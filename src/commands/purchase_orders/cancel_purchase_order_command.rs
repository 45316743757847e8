use super::{
    lifecycle,
    load_order,
    update_purchase_order_command::{apply_update, count_transition, UpdatePurchaseOrderRequest},
};
use crate::{
    commands::Command,
    db::{self, DbPool},
    entities::purchase_order::{self, PurchaseOrderStatus},
    errors::ServiceError,
    events::EventSender,
};
use serde::{Deserialize, Serialize};
use std::sync::Arc;
use tracing::{info, instrument};
use uuid::Uuid;

#[derive(Debug, Clone, Serialize, Deserialize)]
pub struct CancelPurchaseOrderCommand {
    pub id: Uuid,
}

#[async_trait::async_trait]
impl Command for CancelPurchaseOrderCommand {
    type Result = purchase_order::Model;

    #[instrument(skip(self, db_pool, event_sender), fields(purchase_order_id = %self.id))]
    async fn execute(
        &self,
        db_pool: Arc<DbPool>,
        event_sender: Arc<EventSender>,
    ) -> Result<Self::Result, ServiceError> {
        let id = self.id;
        let (order, events) = db::transaction(db_pool.as_ref(), move |txn| {
            Box::pin(async move {
                let current = load_order(txn, id).await?;
                lifecycle::ensure_pending(&current, "cancel")?;
                let changes = UpdatePurchaseOrderRequest {
                    status: Some(PurchaseOrderStatus::Cancelled),
                    ..Default::default()
                };
                apply_update(txn, current, &changes).await
            })
        })
        .await
        .map_err(|e| {
            crate::metrics::record_command_failure("cancel_purchase_order");
            e
        })?;

        count_transition(&events);
        for event in events {
            event_sender.send_or_log(event).await;
        }
        info!(purchase_order_id = %order.id, "purchase order cancelled");
        Ok(order)
    }
}
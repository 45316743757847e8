use sea_orm_migration::prelude::*;

pub struct Migrator;

#[async_trait::async_trait]
impl MigratorTrait for Migrator {
    fn migrations() -> Vec<Box<dyn MigrationTrait>> {
        vec![
            Box::new(m20240101_000001_create_vendors_table::Migration),
            Box::new(m20240101_000002_create_purchase_orders_table::Migration),
            Box::new(m20240101_000003_create_historical_performances_table::Migration),
            Box::new(m20240101_000004_create_users_table::Migration),
        ]
    }
}

#[derive(DeriveIden)]
enum Vendors {
    Table,
    Id,
    VendorCode,
    Name,
    ContactDetails,
    Address,
    OnTimeDeliveryRate,
    QualityRatingAverage,
    AverageResponseTime,
    FulfilmentRate,
    MetricsVersion,
    MetricsUpdatedAt,
    CreatedAt,
    UpdatedAt,
}

#[derive(DeriveIden)]
enum PurchaseOrders {
    Table,
    Id,
    PoNumber,
    VendorId,
    OrderDate,
    ExpectedDeliveryDate,
    ActualDeliveryDate,
    Items,
    Quantity,
    Status,
    QualityRating,
    IssueDate,
    AcknowledgmentDate,
    CreatedAt,
    UpdatedAt,
}

#[derive(DeriveIden)]
enum HistoricalPerformances {
    Table,
    Id,
    VendorId,
    RecordedAt,
    OnTimeDeliveryRate,
    QualityRatingAverage,
    AverageResponseTime,
    FulfilmentRate,
    MetricsVersion,
}

#[derive(DeriveIden)]
enum Users {
    Table,
    Id,
    Email,
    Name,
    PasswordHash,
    Role,
    Active,
    CreatedAt,
    UpdatedAt,
}
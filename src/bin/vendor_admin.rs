//! Operator CLI: seed users, mint tokens and force metric recomputes.

use anyhow::{anyhow, Context, Result};
use chrono::Utc;
use clap::{Args, Parser, Subcommand};
use sea_orm::{ActiveModelTrait, EntityTrait, QuerySelect, Set};
use std::sync::Arc;
use tokio::sync::mpsc;
use uuid::Uuid;
use vendor_api::{
    auth::{hash_password, AuthConfig, AuthService, Role},
    commands::{performance::RecomputeVendorMetricsCommand, Command},
    config::AppConfig,
    db::{self, DbPool},
    entities::{user, vendor},
    events::{self, EventSender},
};

#[derive(Parser)]
#[command(name = "vendor-admin", about = "Administrative tasks for vendor-api", version)]
struct Cli {
    #[command(subcommand)]
    command: Commands,
}

#[derive(Subcommand)]
enum Commands {
    /// Create a login for the API
    CreateUser(CreateUserArgs),
    /// Print a signed access token without a stored user
    IssueToken(IssueTokenArgs),
    /// Recompute performance metrics for one vendor or all of them
    Recompute(RecomputeArgs),
}

#[derive(Args)]
struct CreateUserArgs {
    #[arg(long, help = "Login email address")]
    email: String,
    #[arg(long, help = "Display name")]
    name: String,
    #[arg(long, env = "VENDOR_ADMIN_PASSWORD", help = "Initial password")]
    password: String,
    #[arg(long, default_value = "viewer", help = "admin, procurement or viewer")]
    role: String,
}

#[derive(Args)]
struct IssueTokenArgs {
    #[arg(long, help = "Token subject")]
    subject: String,
    #[arg(long, default_value = "admin", help = "admin, procurement or viewer")]
    role: String,
}

#[derive(Args)]
struct RecomputeArgs {
    #[arg(long, value_parser = clap::value_parser!(Uuid), conflicts_with = "all")]
    vendor_id: Option<Uuid>,
    #[arg(long, help = "Recompute every vendor")]
    all: bool,
}

fn parse_role(raw: &str) -> Result<Role> {
    raw.parse::<Role>().map_err(|e| anyhow!(e))
}

#[tokio::main]
async fn main() -> Result<()> {
    let cli = Cli::parse();
    let cfg = vendor_api::config::load_config().context("failed to load configuration")?;
    vendor_api::config::init_tracing(&cfg.log_level, cfg.log_json);

    match cli.command {
        Commands::CreateUser(args) => create_user(&cfg, args).await,
        Commands::IssueToken(args) => issue_token(&cfg, args).await,
        Commands::Recompute(args) => recompute(&cfg, args).await,
    }
}

async fn connect(cfg: &AppConfig) -> Result<Arc<DbPool>> {
    let pool = db::establish_connection_from_app_config(cfg)
        .await
        .context("failed to connect to the database")?;
    Ok(Arc::new(pool))
}

async fn create_user(cfg: &AppConfig, args: CreateUserArgs) -> Result<()> {
    let role = parse_role(&args.role)?;
    if args.password.len() < 8 {
        return Err(anyhow!("password must be at least 8 characters"));
    }
    let pool = connect(cfg).await?;
    let now = Utc::now();
    let created = user::ActiveModel {
        id: Set(Uuid::new_v4()),
        email: Set(args.email.trim().to_lowercase()),
        name: Set(args.name),
        password_hash: Set(hash_password(&args.password)?),
        role: Set(role.as_str().to_string()),
        active: Set(true),
        created_at: Set(now),
        updated_at: Set(now),
    }
    .insert(pool.as_ref())
    .await
    .context("failed to insert user")?;
    println!("created {} user {} ({})", created.role, created.email, created.id);
    Ok(())
}

async fn issue_token(cfg: &AppConfig, args: IssueTokenArgs) -> Result<()> {
    let role = parse_role(&args.role)?;
    let pool = connect(cfg).await?;
    let auth = AuthService::new(AuthConfig::from_app_config(cfg), pool);
    let token = auth.issue_token(&args.subject, None, None, role)?;
    println!("{}", token.access_token);
    Ok(())
}

async fn recompute(cfg: &AppConfig, args: RecomputeArgs) -> Result<()> {
    let pool = connect(cfg).await?;
    let vendor_ids: Vec<Uuid> = match (args.vendor_id, args.all) {
        (Some(id), _) => vec![id],
        (None, true) => vendor::Entity::find()
            .select_only()
            .column(vendor::Column::Id)
            .into_tuple()
            .all(pool.as_ref())
            .await?,
        (None, false) => return Err(anyhow!("pass --vendor-id <UUID> or --all")),
    };

    let (tx, rx) = mpsc::channel(cfg.event_channel_capacity);
    let event_loop = tokio::spawn(events::process_events(rx));
    let event_sender = Arc::new(EventSender::new(tx));

    for vendor_id in vendor_ids {
        let outcome = RecomputeVendorMetricsCommand { vendor_id }
            .execute(pool.clone(), event_sender.clone())
            .await?;
        let metrics = outcome.metrics();
        println!(
            "{} v{}: on_time={:.3} quality={:.2} response_s={:.1} fulfilment={:.3}",
            vendor_id,
            outcome.vendor.metrics_version,
            metrics.on_time_delivery_rate,
            metrics.quality_rating_average,
            metrics.average_response_time,
            metrics.fulfilment_rate,
        );
    }

    drop(event_sender);
    event_loop.await?;
    Ok(())
}
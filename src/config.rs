use config::{Config, ConfigError, Environment, File};
use serde::Deserialize;
use std::env;
use std::path::Path;
use thiserror::Error;
use tracing::{error, info};
use validator::{Validate, ValidationError, ValidationErrors};

/// Default values for configuration
const DEFAULT_LOG_LEVEL: &str = "info";
const DEFAULT_ENV: &str = "development";
const DEFAULT_PORT: u16 = 8080;
const CONFIG_DIR: &str = "config";
const DEV_DEFAULT_JWT_SECRET: &str = "development_only_vendor_api_signing_secret_change_me_now";

/// Application configuration structure with validation
#[derive(Clone, Debug, Deserialize, Validate)]
#[serde(deny_unknown_fields)]
pub struct AppConfig {
    /// Database connection URL
    #[validate(length(min = 1))]
    pub database_url: String,

    /// JWT signing secret (HS256)
    #[validate(length(min = 32), custom = "validate_jwt_secret")]
    pub jwt_secret: String,

    /// Access token lifetime in seconds (5min - 24h)
    #[validate(range(min = 300, max = 86400))]
    pub jwt_expiration: usize,

    /// Server host address
    pub host: String,

    /// Server port
    #[serde(default = "default_port")]
    #[validate(range(min = 1))]
    pub port: u16,

    /// Application environment
    #[validate(length(min = 1))]
    pub environment: String,

    /// Logging level
    #[serde(default = "default_log_level")]
    #[validate(custom = "validate_log_level")]
    pub log_level: String,

    /// Log in JSON format (structured logging)
    #[serde(default)]
    pub log_json: bool,

    /// Whether to run database migrations on startup
    #[serde(default)]
    pub auto_migrate: bool,

    /// CORS: comma-separated list of allowed origins
    #[serde(default)]
    pub cors_allowed_origins: Option<String>,

    /// Allow permissive CORS outside development
    #[serde(default)]
    pub cors_allow_any_origin: bool,

    /// DB pool: max connections
    #[serde(default = "default_db_max_connections")]
    pub db_max_connections: u32,

    /// DB pool: min connections
    #[serde(default = "default_db_min_connections")]
    pub db_min_connections: u32,

    /// DB timeouts (seconds)
    #[serde(default = "default_db_connect_timeout_secs")]
    pub db_connect_timeout_secs: u64,
    #[serde(default = "default_db_idle_timeout_secs")]
    pub db_idle_timeout_secs: u64,
    #[serde(default = "default_db_acquire_timeout_secs")]
    pub db_acquire_timeout_secs: u64,

    /// Event channel capacity for async event processing
    #[serde(default = "default_event_channel_capacity")]
    #[validate(range(min = 1))]
    pub event_channel_capacity: usize,

    /// Default page size for list endpoints
    #[serde(default = "default_api_page_size")]
    pub api_default_page_size: u64,

    /// Maximum page size for list endpoints
    #[serde(default = "default_api_max_page_size")]
    pub api_max_page_size: u64,

    /// JWT issuer name
    #[serde(default = "default_auth_issuer")]
    pub auth_issuer: String,

    /// JWT audience
    #[serde(default = "default_auth_audience")]
    pub auth_audience: String,
}

impl AppConfig {
    /// Creates a configuration with defaults for everything but the essentials.
    pub fn new(
        database_url: String,
        jwt_secret: String,
        jwt_expiration: usize,
        host: String,
        port: u16,
        environment: String,
    ) -> Self {
        Self {
            database_url,
            jwt_secret,
            jwt_expiration,
            host,
            port,
            environment,
            log_level: default_log_level(),
            log_json: false,
            auto_migrate: false,
            cors_allowed_origins: None,
            cors_allow_any_origin: false,
            db_max_connections: default_db_max_connections(),
            db_min_connections: default_db_min_connections(),
            db_connect_timeout_secs: default_db_connect_timeout_secs(),
            db_idle_timeout_secs: default_db_idle_timeout_secs(),
            db_acquire_timeout_secs: default_db_acquire_timeout_secs(),
            event_channel_capacity: default_event_channel_capacity(),
            api_default_page_size: default_api_page_size(),
            api_max_page_size: default_api_max_page_size(),
            auth_issuer: default_auth_issuer(),
            auth_audience: default_auth_audience(),
        }
    }

    pub fn is_development(&self) -> bool {
        self.environment.eq_ignore_ascii_case("development")
    }

    /// Trimmed, non-empty origins from `cors_allowed_origins`.
    pub fn cors_origins(&self) -> Vec<String> {
        self.cors_allowed_origins
            .as_deref()
            .unwrap_or_default()
            .split(',')
            .map(str::trim)
            .filter(|origin| !origin.is_empty())
            .map(str::to_string)
            .collect()
    }

    pub fn should_allow_permissive_cors(&self) -> bool {
        self.is_development() || self.cors_allow_any_origin
    }

    fn validate_additional_constraints(&self) -> Result<(), ValidationErrors> {
        let mut errors = ValidationErrors::new();

        if !self.should_allow_permissive_cors() && self.cors_origins().is_empty() {
            let mut err = ValidationError::new("cors_allowed_origins_required");
            err.message = Some(
                "Set APP__CORS_ALLOWED_ORIGINS outside development or opt in with APP__CORS_ALLOW_ANY_ORIGIN=true".into(),
            );
            errors.add("cors_allowed_origins", err);
        }

        if !self.is_development() && self.jwt_secret.trim() == DEV_DEFAULT_JWT_SECRET {
            let mut err = ValidationError::new("jwt_secret_default_dev");
            err.message = Some(
                "The development JWT secret must not be used outside development. Set APP__JWT_SECRET."
                    .into(),
            );
            errors.add("jwt_secret", err);
        }

        if self.api_default_page_size == 0 || self.api_default_page_size > self.api_max_page_size
        {
            let mut err = ValidationError::new("api_default_page_size");
            err.message = Some("api_default_page_size must be in 1..=api_max_page_size".into());
            errors.add("api_default_page_size", err);
        }

        if errors.errors().is_empty() {
            Ok(())
        } else {
            Err(errors)
        }
    }
}

/// Configuration loading errors
#[derive(Debug, Error)]
pub enum AppConfigError {
    #[error("Configuration loading failed: {0}")]
    Load(#[from] ConfigError),

    #[error("Configuration validation failed: {0}")]
    Validation(#[from] validator::ValidationErrors),
}

fn default_log_level() -> String {
    DEFAULT_LOG_LEVEL.to_string()
}

fn default_port() -> u16 {
    DEFAULT_PORT
}

fn default_db_max_connections() -> u32 {
    16
}
fn default_db_min_connections() -> u32 {
    2
}
fn default_db_connect_timeout_secs() -> u64 {
    30
}
fn default_db_idle_timeout_secs() -> u64 {
    600
}
fn default_db_acquire_timeout_secs() -> u64 {
    8
}

fn default_event_channel_capacity() -> usize {
    1024
}

fn default_api_page_size() -> u64 {
    20
}

fn default_api_max_page_size() -> u64 {
    100
}

fn default_auth_issuer() -> String {
    "vendor-api".to_string()
}

fn default_auth_audience() -> String {
    "vendor-api-clients".to_string()
}

fn validate_log_level(level: &str) -> Result<(), ValidationError> {
    let valid_levels = ["trace", "debug", "info", "warn", "error"];
    if valid_levels.contains(&level.to_lowercase().as_str()) {
        Ok(())
    } else {
        let mut err = ValidationError::new("log_level");
        err.message = Some("Must be one of: trace, debug, info, warn, error".into());
        Err(err)
    }
}

fn validate_jwt_secret(secret: &str) -> Result<(), ValidationError> {
    let trimmed = secret.trim();

    const DISALLOWED: [&str; 3] = ["your-secret-key", "default-secret-key", "changeme"];
    if DISALLOWED
        .iter()
        .any(|&bad| trimmed.eq_ignore_ascii_case(bad))
    {
        let mut err = ValidationError::new("jwt_secret");
        err.message = Some("JWT secret must be overridden with a secure random value".into());
        return Err(err);
    }

    if let Some(first) = trimmed.chars().next() {
        if trimmed.chars().all(|c| c == first) {
            let mut err = ValidationError::new("jwt_secret");
            err.message = Some("JWT secret cannot be a repeated character sequence".into());
            return Err(err);
        }
    }

    Ok(())
}

/// Initializes tracing using the provided log level as the default filter.
/// `RUST_LOG` takes precedence when set.
pub fn init_tracing(level: &str, json: bool) {
    use tracing_subscriber::{fmt, layer::SubscriberExt, util::SubscriberInitExt, EnvFilter};

    let default_directive = format!("vendor_api={},tower_http=debug", level);
    let filter_directive = env::var("RUST_LOG")
        .ok()
        .filter(|s| !s.trim().is_empty())
        .unwrap_or(default_directive);
    let filter = EnvFilter::try_new(&filter_directive)
        .unwrap_or_else(|_| EnvFilter::new(format!("vendor_api={}", DEFAULT_LOG_LEVEL)));

    let registry = tracing_subscriber::registry().with(filter);
    let result = if json {
        registry
            .with(fmt::layer().json().with_current_span(true))
            .try_init()
    } else {
        registry.with(fmt::layer().with_target(true)).try_init()
    };

    if let Err(err) = result {
        // A subscriber was already installed (tests, embedding binaries).
        eprintln!("tracing already initialized: {}", err);
    }
}

/// Loads configuration from `./config` and `APP__*` environment variables.
pub fn load_config() -> Result<AppConfig, AppConfigError> {
    load_config_from(Path::new(CONFIG_DIR))
}

/// Loads configuration layered as: built-in defaults, `<dir>/default.toml`,
/// `<dir>/<RUN_ENV>.toml`, then `APP__*` environment variables.
pub fn load_config_from(config_dir: &Path) -> Result<AppConfig, AppConfigError> {
    let run_env = env::var("RUN_ENV")
        .or_else(|_| env::var("APP_ENV"))
        .unwrap_or_else(|_| DEFAULT_ENV.to_string());
    info!("Loading configuration for environment: {}", run_env);

    if !config_dir.exists() {
        info!(
            "Config directory '{}' not found; relying on built-in defaults and environment variables",
            config_dir.display()
        );
    }

    let dir = config_dir.display().to_string();
    let mut builder = Config::builder()
        .set_default("database_url", "sqlite://vendors.db?mode=rwc")?
        .set_default("jwt_expiration", 3600)?
        .set_default("host", "0.0.0.0")?
        .set_default("port", i64::from(DEFAULT_PORT))?
        .set_default("environment", run_env.as_str())?
        .set_default("log_level", DEFAULT_LOG_LEVEL)?
        .set_default("log_json", false)?
        .add_source(File::with_name(&format!("{}/default", dir)).required(false))
        .add_source(File::with_name(&format!("{}/{}", dir, run_env)).required(false));

    if run_env.eq_ignore_ascii_case(DEFAULT_ENV) {
        builder = builder.set_default("jwt_secret", DEV_DEFAULT_JWT_SECRET)?;
    }

    let config = builder
        .add_source(Environment::with_prefix("APP").separator("__"))
        .build()?;

    if config.get_string("jwt_secret").is_err() {
        error!("JWT secret is not configured. Set APP__JWT_SECRET to a random string of at least 32 characters.");
        return Err(AppConfigError::Load(ConfigError::NotFound(
            "jwt_secret is required but not configured. Set APP__JWT_SECRET.".into(),
        )));
    }

    let app_config: AppConfig = config.try_deserialize()?;

    app_config.validate().map_err(|e| {
        error!("Configuration validation failed: {:?}", e);
        AppConfigError::Validation(e)
    })?;

    app_config.validate_additional_constraints().map_err(|e| {
        error!("Configuration security validation failed: {:?}", e);
        AppConfigError::Validation(e)
    })?;

    info!("Configuration loaded successfully");
    Ok(app_config)
}

#[cfg(test)]
mod tests {
    use super::*;
    use std::io::Write;
    use tempfile::TempDir;

    fn base_config() -> AppConfig {
        AppConfig::new(
            "sqlite::memory:".into(),
            "a_sufficiently_long_and_random_test_secret_value".into(),
            3600,
            "127.0.0.1".into(),
            8080,
            "production".into(),
        )
    }

    #[test]
    fn non_dev_requires_cors_origins() {
        let cfg = base_config();
        assert!(cfg.validate_additional_constraints().is_err());
    }

    #[test]
    fn non_dev_allows_override_flag() {
        let mut cfg = base_config();
        cfg.cors_allow_any_origin = true;
        assert!(cfg.validate_additional_constraints().is_ok());
    }

    #[test]
    fn non_dev_with_origins_passes() {
        let mut cfg = base_config();
        cfg.cors_allowed_origins = Some(" https://example.com , ,https://b.example ".into());
        assert!(cfg.validate_additional_constraints().is_ok());
        assert_eq!(
            cfg.cors_origins(),
            vec!["https://example.com", "https://b.example"]
        );
    }

    #[test]
    fn dev_secret_rejected_outside_development() {
        let mut cfg = base_config();
        cfg.cors_allow_any_origin = true;
        cfg.jwt_secret = DEV_DEFAULT_JWT_SECRET.into();
        let errors = cfg.validate_additional_constraints().unwrap_err();
        assert!(errors.field_errors().contains_key("jwt_secret"));
    }

    #[test]
    fn field_validation_rejects_short_secret_and_bad_level() {
        let mut cfg = base_config();
        cfg.jwt_secret = "short".into();
        cfg.log_level = "loud".into();
        let errors = cfg.validate().unwrap_err();
        assert!(errors.field_errors().contains_key("jwt_secret"));
        assert!(errors.field_errors().contains_key("log_level"));
    }

    #[test]
    fn page_size_must_not_exceed_max() {
        let mut cfg = base_config();
        cfg.cors_allow_any_origin = true;
        cfg.api_default_page_size = 500;
        assert!(cfg.validate_additional_constraints().is_err());
    }

    #[test]
    fn loads_values_from_default_toml() {
        let dir = TempDir::new().unwrap();
        let mut file = std::fs::File::create(dir.path().join("default.toml")).unwrap();
        writeln!(
            file,
            r#"
            database_url = "sqlite::memory:"
            jwt_secret = "toml_provided_secret_with_enough_length_1234"
            port = 9191
            "#
        )
        .unwrap();

        let cfg = load_config_from(dir.path()).unwrap();
        assert_eq!(cfg.port, 9191);
        assert_eq!(cfg.database_url, "sqlite::memory:");
        assert_eq!(cfg.api_default_page_size, 20);
    }
}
##########
Reproduce word for word the material above, starting with the line that has "let vendor_ids: Vec<Uuid>" and stopping after the line that has "(5min - 24h)".

Solution below:
    let vendor_ids: Vec<Uuid> = match (args.vendor_id, args.all) {
        (Some(id), _) => vec![id],
        (None, true) => vendor::Entity::find()
            .select_only()
            .column(vendor::Column::Id)
            .into_tuple()
            .all(pool.as_ref())
            .await?,
        (None, false) => return Err(anyhow!("pass --vendor-id <UUID> or --all")),
    };

    let (tx, rx) = mpsc::channel(cfg.event_channel_capacity);
    let event_loop = tokio::spawn(events::process_events(rx));
    let event_sender = Arc::new(EventSender::new(tx));

    for vendor_id in vendor_ids {
        let outcome = RecomputeVendorMetricsCommand { vendor_id }
            .execute(pool.clone(), event_sender.clone())
            .await?;
        let metrics = outcome.metrics();
        println!(
            "{} v{}: on_time={:.3} quality={:.2} response_s={:.1} fulfilment={:.3}",
            vendor_id,
            outcome.vendor.metrics_version,
            metrics.on_time_delivery_rate,
            metrics.quality_rating_average,
            metrics.average_response_time,
            metrics.fulfilment_rate,
        );
    }

    drop(event_sender);
    event_loop.await?;
    Ok(())
}
filename src/config.rs
use config::{Config, ConfigError, Environment, File};
use serde::Deserialize;
use std::env;
use std::path::Path;
use thiserror::Error;
use tracing::{error, info};
use validator::{Validate, ValidationError, ValidationErrors};

/// Default values for configuration
const DEFAULT_LOG_LEVEL: &str = "info";
const DEFAULT_ENV: &str = "development";
const DEFAULT_PORT: u16 = 8080;
const CONFIG_DIR: &str = "config";
const DEV_DEFAULT_JWT_SECRET: &str = "development_only_vendor_api_signing_secret_change_me_now";

/// Application configuration structure with validation
#[derive(Clone, Debug, Deserialize, Validate)]
#[serde(deny_unknown_fields)]
pub struct AppConfig {
    /// Database connection URL
    #[validate(length(min = 1))]
    pub database_url: String,

    /// JWT signing secret (HS256)
    #[validate(length(min = 32), custom = "validate_jwt_secret")]
    pub jwt_secret: String,

    /// Access token lifetime in seconds (5min - 24h)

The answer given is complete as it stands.